Il dio del tuono mostra i muscoli in questa terza avventura che lo vede come protagonista. Si taglia i capelli, dissotterra il martello della guerra e torna a scatenare il finimondo, con fulmini e saette che inceneriscono ogni possibile avversario. L’ultima volta avevamo incontrato Thor in Avengers: Age of Ultron quando, dopo aver salvato la Terra, era decollato verso Asgard (la sua casa) tra gli applausi della folla. La sua chioma bionda faceva impazzire le ragazze e il padre Odino lo aspettava a braccia aperte, nonostante le pericolose incomprensioni con il fratello Loki, intrigante villain dal cuore buono.

Poi è sparito. Il demiurgo della Marvel Kevin Feige lo ha tenuto in panchina in Captain America: Civil War e in questo Thor: Ragnarok scopriamo finalmente il perché. Il principe di Asgard deve crescere e guadagnarsi il trono di Odino. La mitologia norrena lo richiama alle origini e, per non perdere lo smalto, deve fronteggiare la malvagia Hela, sua sorella, dotata di poteri sovrumani capaci di sminuire addirittura quelli di Thor. Il nostro eroe si confronta con un’impresa impossibile: ritrovare se stesso, sconfiggere il male, e scoprire la vera fonte della sua potenza. La perfida Hela sgretola in mille pezzi il leggendario martello Mjiolnir e lui viene deportato su un pianeta di gladiatori, dove lo attende un’arena intergalattica.

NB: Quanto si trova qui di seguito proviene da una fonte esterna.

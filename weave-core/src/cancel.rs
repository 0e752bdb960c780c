//! Cooperative cancellation shared between an operation and its fan-out workers.

use std::sync::atomic::{AtomicBool, Ordering};
use std::sync::Arc;

/// Cloneable cancellation flag. Cancelling any clone cancels all of them.
#[derive(Debug, Clone, Default)]
pub struct CancellationToken {
    cancelled: Arc<AtomicBool>,
}

impl CancellationToken {
    pub fn new() -> Self {
        Self::default()
    }

    pub fn cancel(&self) {
        self.cancelled.store(true, Ordering::SeqCst);
    }

    pub fn is_cancelled(&self) -> bool {
        self.cancelled.load(Ordering::SeqCst)
    }
}

#[cfg(test)]
mod tests {
    use super::*;

    #[test]
    fn test_cancel_is_shared_by_clones() {
        let token = CancellationToken::new();
        let worker = token.clone();
        assert!(!worker.is_cancelled());
        token.cancel();
        assert!(worker.is_cancelled());
    }
}
//! Cache policies and expiration instants.
//!
//! A source declares how long its answers stay valid through a
//! [`CachePolicy`]. The federation layer turns that into an [`Expiration`]
//! relative to a single "now" captured per operation, so every contribution
//! of one operation is stamped against the same instant.

use chrono::Duration as ChronoDuration;
use serde::{Deserialize, Serialize};
use std::time::Duration;

use crate::Timestamp;

/// How long information from a source may be cached.
#[derive(Debug, Clone, Copy, PartialEq, Eq, Hash, Serialize, Deserialize)]
pub struct CachePolicy {
    pub time_to_live: Duration,
}

impl CachePolicy {
    pub fn new(time_to_live: Duration) -> Self {
        Self { time_to_live }
    }

    pub fn from_secs(secs: u64) -> Self {
        Self::new(Duration::from_secs(secs))
    }

    pub fn from_millis(millis: u64) -> Self {
        Self::new(Duration::from_millis(millis))
    }

    /// Expiration of information obtained at `now` under this policy.
    ///
    /// A time-to-live too large to represent never expires.
    pub fn expires_at(&self, now: Timestamp) -> Expiration {
        ChronoDuration::from_std(self.time_to_live)
            .ok()
            .and_then(|ttl| now.checked_add_signed(ttl))
            .map(Expiration::At)
            .unwrap_or(Expiration::Never)
    }
}

/// When cached information stops being valid.
///
/// Ordered so that any instant sorts before `Never`; the earliest of a set
/// of expirations is therefore its minimum.
#[derive(
    Debug, Clone, Copy, PartialEq, Eq, Hash, PartialOrd, Ord, Default, Serialize, Deserialize,
)]
pub enum Expiration {
    At(Timestamp),
    #[default]
    Never,
}

impl Expiration {
    /// Expiration under an optional policy; no policy never expires.
    pub fn from_policy(policy: Option<&CachePolicy>, now: Timestamp) -> Self {
        policy
            .map(|p| p.expires_at(now))
            .unwrap_or(Expiration::Never)
    }

    /// `instant >= expires_at`.
    pub fn is_expired(&self, instant: Timestamp) -> bool {
        match self {
            Expiration::At(at) => instant >= *at,
            Expiration::Never => false,
        }
    }

    pub fn instant(&self) -> Option<Timestamp> {
        match self {
            Expiration::At(at) => Some(*at),
            Expiration::Never => None,
        }
    }

    /// Earliest of the given expirations; `Never` for an empty set.
    pub fn earliest<I>(expirations: I) -> Self
    where
        I: IntoIterator<Item = Expiration>,
    {
        expirations.into_iter().min().unwrap_or(Expiration::Never)
    }

    /// Time left before expiry as seen from `now`, or `None` when expired.
    pub fn remaining(&self, now: Timestamp) -> Option<Duration> {
        match self {
            Expiration::Never => Some(Duration::MAX),
            Expiration::At(at) if now >= *at => None,
            Expiration::At(at) => (*at - now).to_std().ok(),
        }
    }
}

Ad aiutarlo trova Hulk, anche lui sparito dai radar degli Avengers. Il Mr. Hyde di Bruce Banner è diventato il campione, ed è entrato nelle grazie dell’imperatore del sistema: un Jeff Goldblum dall’animo vintage che gestisce il suo mondo come un luna park a cavallo tra gli Anni Ottanta e Novanta. La musica elettronica diventa protagonista e, nelle sequenze più concitate, risuona imperiosa l’Immigrant Song dei Led Zeppelin, già sentita in Wonder Woman della Dc Comics. La battaglia tra Marvel e Dc infuria anche a suon di colonne sonore.

Thor: Ragnarok abbandona l’anima shakespeariana dei capitoli precedenti e schiaccia l’acceleratore su una comicità quasi demenziale. Il regista neozelandese Taika Waititi, una new entry nell’universo Marvel, evita i toni da apocalisse e punta sul machismo, sui siparietti da buddy movie tra Hulk e Thor, e sulle carnevalate. Il grande schermo diventa una sfilata di star ed illustri camei, con una piccola parte anche per il Doctor Strange di Benedict Cumberbatch. Ma non mancano anche il sempreverde Stan Lee, un imbarazzante Matt Damon, e un Sam Neill orbo, che ritrova Jeff Goldblum dopo la serie dei Jurassic Park.

 

L’obiettivo di Waititi era quello di non prendersi troppo sul serio e indubbiamente ci è riuscito, saltando dal cinepanettone alle combo da videogioco. Nelle scene d’azione tutto è lecito e i rallenty enfatici sono la portata principale. Preparatevi al delirio, alle battute ad effetto e alle grandi pacche sulle spalle. Come recitava lo speaker nel Warrior di Gavin O’Connor: “Mamma ritira le porcellane, i bambini hanno ricominciato a litigare!”.